= WORK ITEM =
If a line in the data below contains the word "errors", copy it out.

= GIVEN DATA =

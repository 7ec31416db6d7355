//! The language core: lex → parse → interpret.
//!
//! Each stage is a pure function of its inputs and collects problems instead
//! of failing, so a broken block never blanks the rest of the document.
pub mod ast;
pub mod code;
pub mod interpreter;
pub mod lexer;
pub mod symbol;
pub mod template_parser;
pub mod token_stream;

pub use ast::{Node, NodeKind};
pub use interpreter::{Interpretation, Interpreter, interpret};
pub use lexer::{Token, TokenKind, lex, lex_states};
pub use symbol::{Arg, Bindings, Function, Outcome, Symbol};
pub use template_parser::{ParseOutput, parse};

use crate::model::Report;

/// Run the whole pipeline over `source`.
pub fn render(source: &str, bindings: &Bindings) -> Report {
    render_with(source, Interpreter::new(bindings))
}

/// Same as `render`, with a configured interpreter.
pub fn render_with(source: &str, interpreter: Interpreter<'_>) -> Report {
    let tokens = lex(source);
    let parsed = parse(&tokens, source);
    let out = interpreter.interpret(&parsed.root);

    Report {
        result: out.result,
        ranges: out.ranges,
        code: out.code,
        parse_errors: parsed.errors,
        errors: out.errors,
    }
}
fn main() -> anyhow::Result<()> {
    tagtext::run()
}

= RESPONSE BOX =
        parse_errors: parsed.errors,
        errors: out.errors,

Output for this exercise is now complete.